* [Dataset entries]
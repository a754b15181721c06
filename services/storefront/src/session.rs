//! Session cookies
//!
//! The session is held by the client as four cookies. This module is the
//! only place that writes or reads them.

use axum_extra::extract::cookie::{Cookie, CookieJar, SameSite};
use time::Duration;

use crate::models::{Role, Session, SessionStatus, SessionUser};

pub const TOKEN_COOKIE: &str = "token";
pub const USER_NAME_COOKIE: &str = "userName";
pub const ROLE_COOKIE: &str = "role";
pub const USER_ID_COOKIE: &str = "userId";

/// Every cookie that makes up a session
pub const SESSION_COOKIES: [&str; 4] = [TOKEN_COOKIE, USER_NAME_COOKIE, ROLE_COOKIE, USER_ID_COOKIE];

/// Session lifetime (7 days)
pub const SESSION_MAX_AGE: Duration = Duration::days(7);

/// Flags applied to every session cookie
#[derive(Debug, Clone, Copy)]
pub struct CookiePolicy {
    /// Send cookies over HTTPS only
    pub secure: bool,
}

impl CookiePolicy {
    pub fn new(secure: bool) -> Self {
        Self { secure }
    }

    fn cookie(&self, name: &'static str, value: String, http_only: bool) -> Cookie<'static> {
        Cookie::build((name, value))
            .path("/")
            .http_only(http_only)
            .secure(self.secure)
            .same_site(SameSite::Strict)
            .max_age(SESSION_MAX_AGE)
            .build()
    }

    /// Add the session cookies to the jar
    ///
    /// `userName` stays readable by client scripts for display; the rest are
    /// HTTP-only.
    pub fn write_session(&self, jar: CookieJar, session: &Session) -> CookieJar {
        jar.add(self.cookie(TOKEN_COOKIE, session.token.clone(), true))
            .add(self.cookie(USER_NAME_COOKIE, session.user_name.clone(), false))
            .add(self.cookie(ROLE_COOKIE, session.role.to_string(), true))
            .add(self.cookie(USER_ID_COOKIE, session.user_id.clone(), true))
    }

    /// Expire every session cookie, whether or not the request carried it
    pub fn clear_session(&self, jar: CookieJar) -> CookieJar {
        SESSION_COOKIES.into_iter().fold(jar, |jar, name| {
            let mut cookie = self.cookie(name, String::new(), true);
            cookie.make_removal();
            jar.add(cookie)
        })
    }
}

/// Non-empty `token` cookie, the whole of what the route guard checks
pub fn session_token(jar: &CookieJar) -> Option<String> {
    jar.get(TOKEN_COOKIE)
        .map(|cookie| cookie.value().to_string())
        .filter(|token| !token.is_empty())
}

/// Describe the logged-in user from the cookie jar
///
/// A session needs `token`, `userName` and `role`; `userId` is optional.
pub fn read_session(jar: &CookieJar) -> SessionStatus {
    let value = |name: &str| {
        jar.get(name)
            .map(|cookie| cookie.value().to_string())
            .filter(|value| !value.is_empty())
    };

    let (Some(_), Some(name), Some(role)) = (
        session_token(jar),
        value(USER_NAME_COOKIE),
        value(ROLE_COOKIE).and_then(|role| role.parse::<Role>().ok()),
    ) else {
        return SessionStatus::anonymous();
    };

    SessionStatus::authenticated(SessionUser {
        id: value(USER_ID_COOKIE),
        name,
        role,
    })
}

* [Task description] Wherever the word "Duration" appears in the listing above, copy the whole line.

* [Task answer]
use time::Duration;
pub const SESSION_MAX_AGE: Duration = Duration::days(7);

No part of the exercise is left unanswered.